What problems are caused by web scraping?

When attackers conduct web scraping, they deploy automated bots to extract data from your websites, mobile apps, and/or APIs. This can cause several significant problems that hurt your business, including:

Content theft
Email scraping
Price scraping & undercutting
Degraded website performance
Draining your resources

Content theft

Digital content is essential to any company that operates online. Whether it’s a blog that establishes you as a thought leader, classified ads that bring in revenue, or product descriptions to accompany your e-commerce pages, content has the power to bring users to your company and turn them into loyal buyers.

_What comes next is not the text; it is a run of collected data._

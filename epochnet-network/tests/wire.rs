use epochnet_codec::{from_slice, from_slice_with_limits, to_vec, Limits};
use epochnet_network::protocol::{
    Address, Block, BlockHeader, CheckpointBeacon, Command, Hash, InvType, InvVector, IpAddress,
    LeadershipProof, Message, Secp256k1Signature, Signature, Transaction, Version,
};
use proptest::{collection::vec, prelude::*};

fn hash() -> impl Strategy<Value = Hash> {
    any::<[u8; 32]>().prop_map(Hash::Sha256)
}

fn address() -> impl Strategy<Value = Address> {
    let ip = prop_oneof![
        any::<u32>().prop_map(IpAddress::V4),
        any::<[u32; 4]>().prop_map(IpAddress::V6),
    ];

    (ip, any::<u16>()).prop_map(|(ip, port)| Address { ip, port })
}

fn inv_vector() -> impl Strategy<Value = InvVector> {
    let inv_type = prop_oneof![
        Just(InvType::Error),
        Just(InvType::Tx),
        Just(InvType::Block),
        Just(InvType::DataRequest),
        Just(InvType::DataResult),
    ];

    (inv_type, hash()).prop_map(|(inv_type, hash)| InvVector { inv_type, hash })
}

fn beacon() -> impl Strategy<Value = CheckpointBeacon> {
    (any::<u32>(), hash()).prop_map(|(checkpoint, hash_prev_block)| CheckpointBeacon {
        checkpoint,
        hash_prev_block,
    })
}

prop_compose! {
    fn block()(
        version in any::<u32>(),
        beacon in beacon(),
        hash_merkle_root in hash(),
        r in vec(any::<u8>(), 0..40),
        s in vec(any::<u8>(), 0..40),
        influence in any::<u64>(),
        txns in vec(vec(any::<u8>(), 0..64), 0..8),
    ) -> Block {
        Block {
            header: BlockHeader {
                version,
                beacon,
                hash_merkle_root,
                proof: LeadershipProof {
                    block_sig: Signature::Secp256k1(Secp256k1Signature {
                        r: r.into(),
                        s: s.into(),
                    }),
                    influence,
                },
            },
            txns: txns.into_iter().map(|x| Transaction(x.into())).collect(),
        }
    }
}

prop_compose! {
    fn version()(
        version in any::<u32>(),
        timestamp in any::<i64>(),
        capabilities in any::<u64>(),
        sender_address in address(),
        receiver_address in address(),
        user_agent in ".{0,32}",
        last_epoch in any::<u32>(),
        genesis in hash(),
        nonce in any::<u64>(),
    ) -> Version {
        Version {
            version,
            timestamp,
            capabilities,
            sender_address,
            receiver_address,
            user_agent,
            last_epoch,
            genesis,
            nonce,
        }
    }
}

fn command() -> impl Strategy<Value = Command> {
    prop_oneof![
        version().prop_map(Command::Version),
        Just(Command::Verack),
        Just(Command::GetPeers),
        vec(address(), 0..16).prop_map(Command::Peers),
        any::<u64>().prop_map(Command::Ping),
        any::<u64>().prop_map(Command::Pong),
        block().prop_map(Command::Block),
        vec(inv_vector(), 0..16).prop_map(Command::Inv),
        vec(inv_vector(), 0..16).prop_map(Command::GetData),
        beacon().prop_map(Command::GetBlocks),
    ]
}

fn message() -> impl Strategy<Value = Message> {
    (any::<u16>(), command()).prop_map(|(magic, command)| Message::new(magic, command))
}

fn tight_limits() -> Limits {
    Limits {
        max_message_bytes: 1024,
        max_sequence_len: 16,
        max_depth: 8,
    }
}

proptest! {
    #[test]
    fn every_message_survives_the_wire(msg in message()) {
        let bytes = to_vec(&msg);
        let decoded: Message = from_slice(&bytes).unwrap();
        prop_assert_eq!(decoded, msg);
    }

    #[test]
    fn arbitrary_bytes_never_panic(input in vec(any::<u8>(), 0..1200)) {
        let _ = from_slice_with_limits::<Message>(&input, tight_limits());
        let _ = from_slice_with_limits::<Message>(&input, Limits::default());
    }

    #[test]
    fn corrupted_messages_never_panic(
        msg in message(),
        flips in vec((any::<prop::sample::Index>(), any::<u8>()), 1..8),
    ) {
        let mut bytes = to_vec(&msg);

        for (index, value) in flips {
            let at = index.index(bytes.len());
            bytes[at] = value;
        }

        let _ = from_slice_with_limits::<Message>(&bytes, tight_limits());
    }

    #[test]
    fn truncated_messages_are_rejected(msg in message(), cut in any::<prop::sample::Index>()) {
        let bytes = to_vec(&msg);
        let at = cut.index(bytes.len());

        prop_assert!(from_slice::<Message>(&bytes[..at]).is_err());
    }
}
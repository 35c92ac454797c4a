//! Node configuration
//!
//! Files are parsed into a [`partial::Config`] where every setting is
//! optional. [`Config::from_partial`] then fills the gaps with the
//! [`Defaults`] of the selected [`Environment`].

use std::{net::SocketAddr, time::Duration};

use epochnet_codec::Limits;
use epochnet_network::{
    addressbook::AddressBookConfig,
    manager,
    node::NodeConfig,
    protocol::{Hash, Magic},
    session::sync::SyncConfig,
};
use serde::{Deserialize, Serialize};

use crate::defaults::{Defaults, Mainnet, Testnet};

#[derive(Debug, Clone, Copy, Default, PartialEq, Eq, Serialize, Deserialize)]
#[serde(rename_all = "lowercase")]
pub enum Environment {
    #[default]
    Mainnet,
    Testnet,
}

impl Environment {
    pub fn defaults(&self) -> &'static dyn Defaults {
        match self {
            Environment::Mainnet => &Mainnet,
            Environment::Testnet => &Testnet,
        }
    }
}

/// Configuration exactly as written in a file, nothing filled in
pub mod partial {
    use super::*;

    #[derive(Debug, Clone, Default, PartialEq, Deserialize)]
    #[serde(default, deny_unknown_fields)]
    pub struct Config {
        pub environment: Environment,
        pub connections: Connections,
        pub codec: Codec,
        pub protocol: Protocol,
    }

    #[derive(Debug, Clone, Default, PartialEq, Deserialize)]
    #[serde(default, deny_unknown_fields)]
    pub struct Connections {
        pub server_addr: Option<SocketAddr>,
        pub inbound_limit: Option<usize>,
        pub outbound_limit: Option<usize>,
        pub known_peers: Option<Vec<SocketAddr>>,
        pub bootstrap_peers_period_seconds: Option<u64>,
        pub handshake_timeout_seconds: Option<u64>,
        pub connect_timeout_seconds: Option<u64>,
        pub ping_interval_seconds: Option<u64>,
        pub pong_timeout_seconds: Option<u64>,
        pub fetch_timeout_seconds: Option<u64>,
        pub max_inflight_per_peer: Option<usize>,
        pub max_unsolicited_blocks: Option<usize>,
        pub address_book_capacity: Option<usize>,
        pub max_peers_response: Option<usize>,
        pub ban_threshold: Option<u32>,
    }

    #[derive(Debug, Clone, Default, PartialEq, Deserialize)]
    #[serde(default, deny_unknown_fields)]
    pub struct Codec {
        pub max_message_bytes: Option<usize>,
        pub max_sequence_len: Option<usize>,
        pub max_depth: Option<usize>,
    }

    #[derive(Debug, Clone, Default, PartialEq, Deserialize)]
    #[serde(default, deny_unknown_fields)]
    pub struct Protocol {
        pub magic: Option<Magic>,
        pub version: Option<u32>,
        pub min_version: Option<u32>,
        pub user_agent: Option<String>,
        pub capabilities: Option<u64>,
        pub genesis: Option<Hash>,
    }
}

#[derive(Debug, Clone, PartialEq)]
pub struct Config {
    pub environment: Environment,
    pub connections: Connections,
    pub codec: Limits,
    pub protocol: Protocol,
}

#[derive(Debug, Clone, PartialEq)]
pub struct Connections {
    pub server_addr: SocketAddr,
    pub inbound_limit: usize,
    pub outbound_limit: usize,
    pub known_peers: Vec<SocketAddr>,
    pub bootstrap_peers_period: Duration,
    pub handshake_timeout: Duration,
    pub connect_timeout: Duration,
    pub ping_interval: Duration,
    pub pong_timeout: Duration,
    pub fetch_timeout: Duration,
    pub max_inflight_per_peer: usize,
    pub max_unsolicited_blocks: usize,
    pub address_book_capacity: usize,
    pub max_peers_response: usize,
    pub ban_threshold: u32,
}

#[derive(Debug, Clone, PartialEq)]
pub struct Protocol {
    pub magic: Magic,
    pub version: u32,
    pub min_version: u32,
    pub user_agent: String,
    pub capabilities: u64,
    pub genesis: Hash,
}

impl Config {
    pub fn from_partial(config: &partial::Config) -> Self {
        let defaults = config.environment.defaults();

        Self {
            environment: config.environment,
            connections: Connections::from_partial(&config.connections, defaults),
            codec: codec_from_partial(&config.codec, defaults),
            protocol: Protocol::from_partial(&config.protocol, defaults),
        }
    }

    /// Settings of the sans-IO connection manager
    pub fn manager_config(&self) -> manager::Config {
        let connections = &self.connections;

        manager::Config {
            magic: self.protocol.magic,
            protocol_version: self.protocol.version,
            min_protocol_version: self.protocol.min_version,
            capabilities: self.protocol.capabilities,
            user_agent: self.protocol.user_agent.clone(),
            genesis: self.protocol.genesis,
            limits: self.codec,
            handshake_timeout: connections.handshake_timeout,
            ping_interval: connections.ping_interval,
            pong_timeout: connections.pong_timeout,
            sync: SyncConfig {
                max_inflight: connections.max_inflight_per_peer,
                fetch_timeout: connections.fetch_timeout,
                max_unsolicited: connections.max_unsolicited_blocks,
            },
            address_book: AddressBookConfig {
                capacity: connections.address_book_capacity,
                max_peers_response: connections.max_peers_response,
            },
            inbound_limit: connections.inbound_limit,
            outbound_limit: connections.outbound_limit,
            ban_threshold: connections.ban_threshold,
            ..Default::default()
        }
    }

    /// Settings of the tokio driver, listening on `server_addr`
    pub fn node_config(&self) -> NodeConfig {
        NodeConfig {
            listen_addr: Some(self.connections.server_addr),
            known_peers: self.connections.known_peers.clone(),
            connect_timeout: self.connections.connect_timeout,
            bootstrap_period: self.connections.bootstrap_peers_period,
            manager: self.manager_config(),
            ..Default::default()
        }
    }
}

impl Connections {
    fn from_partial(config: &partial::Connections, defaults: &dyn Defaults) -> Self {
        let seconds =
            |value: Option<u64>, default: u64| Duration::from_secs(value.unwrap_or(default));

        Self {
            server_addr: config
                .server_addr
                .unwrap_or_else(|| defaults.server_addr()),
            inbound_limit: config
                .inbound_limit
                .unwrap_or_else(|| defaults.inbound_limit()),
            outbound_limit: config
                .outbound_limit
                .unwrap_or_else(|| defaults.outbound_limit()),
            known_peers: config
                .known_peers
                .clone()
                .unwrap_or_else(|| defaults.known_peers()),
            bootstrap_peers_period: seconds(
                config.bootstrap_peers_period_seconds,
                defaults.bootstrap_peers_period_seconds(),
            ),
            handshake_timeout: seconds(
                config.handshake_timeout_seconds,
                defaults.handshake_timeout_seconds(),
            ),
            connect_timeout: seconds(
                config.connect_timeout_seconds,
                defaults.connect_timeout_seconds(),
            ),
            ping_interval: seconds(config.ping_interval_seconds, defaults.ping_interval_seconds()),
            pong_timeout: seconds(config.pong_timeout_seconds, defaults.pong_timeout_seconds()),
            fetch_timeout: seconds(config.fetch_timeout_seconds, defaults.fetch_timeout_seconds()),
            max_inflight_per_peer: config
                .max_inflight_per_peer
                .unwrap_or_else(|| defaults.max_inflight_per_peer()),
            max_unsolicited_blocks: config
                .max_unsolicited_blocks
                .unwrap_or_else(|| defaults.max_unsolicited_blocks()),
            address_book_capacity: config
                .address_book_capacity
                .unwrap_or_else(|| defaults.address_book_capacity()),
            max_peers_response: config
                .max_peers_response
                .unwrap_or_else(|| defaults.max_peers_response()),
            ban_threshold: config
                .ban_threshold
                .unwrap_or_else(|| defaults.ban_threshold()),
        }
    }
}

fn codec_from_partial(config: &partial::Codec, defaults: &dyn Defaults) -> Limits {
    Limits {
        max_message_bytes: config
            .max_message_bytes
            .unwrap_or_else(|| defaults.max_message_bytes()),
        max_sequence_len: config
            .max_sequence_len
            .unwrap_or_else(|| defaults.max_sequence_len()),
        max_depth: config.max_depth.unwrap_or_else(|| defaults.max_depth()),
    }
}

impl Protocol {
    fn from_partial(config: &partial::Protocol, defaults: &dyn Defaults) -> Self {
        Self {
            magic: config.magic.unwrap_or_else(|| defaults.magic()),
            version: config
                .version
                .unwrap_or_else(|| defaults.protocol_version()),
            min_version: config
                .min_version
                .unwrap_or_else(|| defaults.min_protocol_version()),
            user_agent: config
                .user_agent
                .clone()
                .unwrap_or_else(|| defaults.user_agent()),
            capabilities: config
                .capabilities
                .unwrap_or_else(|| defaults.capabilities()),
            genesis: config.genesis.unwrap_or_else(|| defaults.genesis()),
        }
    }
}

The problem with content is that it’s hard to produce, but easy to steal. Consider most media websites today. Their primary way of earning money is ad revenue. But without the right protection, the web scraper of a content aggregator can simply scrape all the news from a media website and display it on their own website.

They don’t need to pay journalists, writers, editors, and so on. All they need is a web scraper to help them plagiarize content.

It’s unfair competition that can lead to a Google penalty for duplicate content, lower SEO rankings, a loss of legitimate traffic, and less ad revenue for the affected media company. But the problem is not unique to media companies.

For example, scrapers targeted premium footwear brand Kurt Geiger, the largest luxury footwear retailer in Europe. The company’s DevOps Manager noticed that scraper bots were indexing their content, including product descriptions, images, and prices. The bots were aggressive and came in large numbers, often overloading their backend systems and slowing down their website considerably.

After initially trying Nginx’s rate-limiting feature to cap the number of requests coming from a single IP address, the team at Kurt Geiger quickly realized that most web scrapers attack from many different IPs. So, they turned to DataDome for protection. (DataDome’s bot management solution integrated seamlessly with Nginx.)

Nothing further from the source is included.